# Example: Plotting a bin collection and subsample

This notebook contains a minimal example of the `plot` method in the `BinCollection` class, used to plot a 3D histogram of the collection, and of a subsample drawn from it. 

In [None]:
%matplotlib notebook

import os
import yaml
from io import StringIO
from numpy.random import seed as npseed  # type: ignore
from pandas import read_csv

# os.chdir("..")
os.chdir("/Users/thobson/github/Living-with-machines/subsamplr")
from subsamplr import BinCollection, UnitGenerator

Configuration parameters specifying the subsampling variables of interest, their upper & lower bounds and bin sizes:

In [None]:
config_str = """
    # Subsampling dimensions
    variables:
        - {name: 'year', class: 'discrete', type: 'int', min: 1800,
            max: 1919, discretisation: 1, bin_size: 10}
        - {name: 'word_count', class: 'continuous', type: 'int',
            min: 0, max: 1000, bin_size: 100}
        - {name: 'ocr_quality_mean', class: 'continuous', type: 'float',
            min: 0.6, max: 1, bin_size: 0.1}
    """


In [None]:
# Read the YAML config.
config = yaml.safe_load(StringIO(config_str))

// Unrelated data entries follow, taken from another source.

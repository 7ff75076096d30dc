//! Projection of merged records onto a variant's fixed column list.

use accessreport_shared::{Column, UserRecord};

use crate::enrichment::join_names;

/// Header cells for `columns`.
pub fn headers(columns: &[Column]) -> Vec<&'static str> {
    columns.iter().map(|c| c.header()).collect()
}

/// One output row per record, cells in column order.
pub fn project(records: &[UserRecord], columns: &[Column]) -> Vec<Vec<String>> {
    records
        .iter()
        .map(|record| columns.iter().map(|&column| cell(column, record)).collect())
        .collect()
}

/// Render a single cell. Absent values render empty; booleans render as
/// `True`/`False`.
pub fn cell(column: Column, record: &UserRecord) -> String {
    let profile = &record.profile;
    match column {
        Column::Type => text(&profile.user_type),
        Column::AccountId => record.account_id.clone(),
        Column::AccountType => text(&profile.account_type),
        Column::EmailAddress => text(&profile.email_address),
        Column::Email => text(&profile.email),
        Column::PublicName => text(&profile.public_name),
        Column::DisplayName => text(&profile.display_name),
        Column::Active => flag(profile.active),
        Column::TimeZone => text(&profile.time_zone),
        Column::Locale => text(&profile.locale),
        Column::IsExternalCollaborator => flag(profile.is_external_collaborator),
        Column::Group => text(&record.group),
        Column::LastActiveDate => record
            .last_active
            .as_ref()
            .map(|la| la.as_cell().to_string())
            .unwrap_or_default(),
        Column::Groups => record.groups.as_deref().map(join_names).unwrap_or_default(),
        Column::Roles => record.roles.as_deref().map(join_names).unwrap_or_default(),
    }
}

fn text(value: &Option<String>) -> String {
    value.clone().unwrap_or_default()
}

fn flag(value: Option<bool>) -> String {
    match value {
        Some(true) => "True".into(),
        Some(false) => "False".into(),
        None => String::new(),
    }
}

#[cfg(test)]
mod tests {
    use super::*;
    use accessreport_shared::{LastActive, UserProfile, Variant};

    fn jira_record() -> UserRecord {
        let profile = UserProfile {
            account_id: Some("u-1".into()),
            account_type: Some("atlassian".into()),
            email_address: Some("ada@example.com".into()),
            display_name: Some("Ada".into()),
            active: Some(true),
            time_zone: Some("Europe/London".into()),
            locale: Some("en_GB".into()),
            public_name: Some("not exported for jira".into()),
            ..Default::default()
        };
        let mut record = UserRecord::from_profile(profile, None).unwrap();
        record.last_active = Some(LastActive::Seen("2024-01-01".into()));
        record.groups = Some(vec!["Admins".into(), "Developers".into()]);
        record.roles = Some(vec!["Developers".into()]);
        record
    }

    #[test]
    fn jira_projection_follows_allow_list() {
        let row = &project(&[jira_record()], Variant::Jira.columns())[0];
        assert_eq!(
            row,
            &[
                "u-1",
                "atlassian",
                "ada@example.com",
                "Ada",
                "True",
                "Europe/London",
                "en_GB",
                "2024-01-01",
                "Admins, Developers",
                "Developers"
            ]
        );
    }

    #[test]
    fn confluence_projection_with_missing_fields() {
        let profile = UserProfile {
            user_type: Some("known".into()),
            account_id: Some("c-1".into()),
            is_external_collaborator: Some(false),
            ..Default::default()
        };
        let mut record = UserRecord::from_profile(profile, Some("writers".into())).unwrap();
        record.last_active = Some(LastActive::NoActivity);

        let row = &project(&[record], Variant::Confluence.columns())[0];
        assert_eq!(
            row,
            &["known", "c-1", "", "", "", "", "False", "writers", "N/A"]
        );
    }

    #[test]
    fn unenriched_slots_render_empty() {
        let profile = UserProfile {
            account_id: Some("u-2".into()),
            ..Default::default()
        };
        let record = UserRecord::from_profile(profile, None).unwrap();
        assert_eq!(cell(Column::LastActiveDate, &record), "");
        assert_eq!(cell(Column::Roles, &record), "");
    }

    #[test]
    fn headers_match_columns() {
        assert_eq!(
            headers(Variant::Confluence.columns()),
            [
                "type",
                "accountId",
                "accountType",
                "email",
                "publicName",
                "displayName",
                "isExternalCollaborator",
                "group",
                "last_active_date"
            ]
        );
    }
}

A `BinCollection` instance is constructed, with dimensions taken from the configuration parameters.

In [None]:
bc = BinCollection.construct(config)

Newspaper article data is taken from the test fixture containing 100,000 rows.

In [None]:
df = read_csv('tests/fixtures/articles_query_result_100000.csv', sep=",")
df.head()

Subsampling units are generated from the data and assigned to the `BinCollection`.

In [None]:
# Generate article units from the test fixture (data frame)
# and assign to the bin collection.
units = UnitGenerator.generate_units(
    df, unit_id="article_id", variables=bc.dimensions)

for unit, values in units:
    bc.assign_to_bin(unit, values)

From the 100,000 rows in the data, 61581 are assigned to bins (the others being excluded, either because they fall outside the configured bounds of the bin collection, or because they contain missing values).

In [None]:
bc.count_units()

Draw a representative subsample of 1,000 articles.

In [None]:
k = 1000
seed = 14722
npseed(seed)
subsample = bc.select_units(k)

Finally plot the full `BinCollection` and the subsample.

In [None]:
bc.plot(subsample=subsample)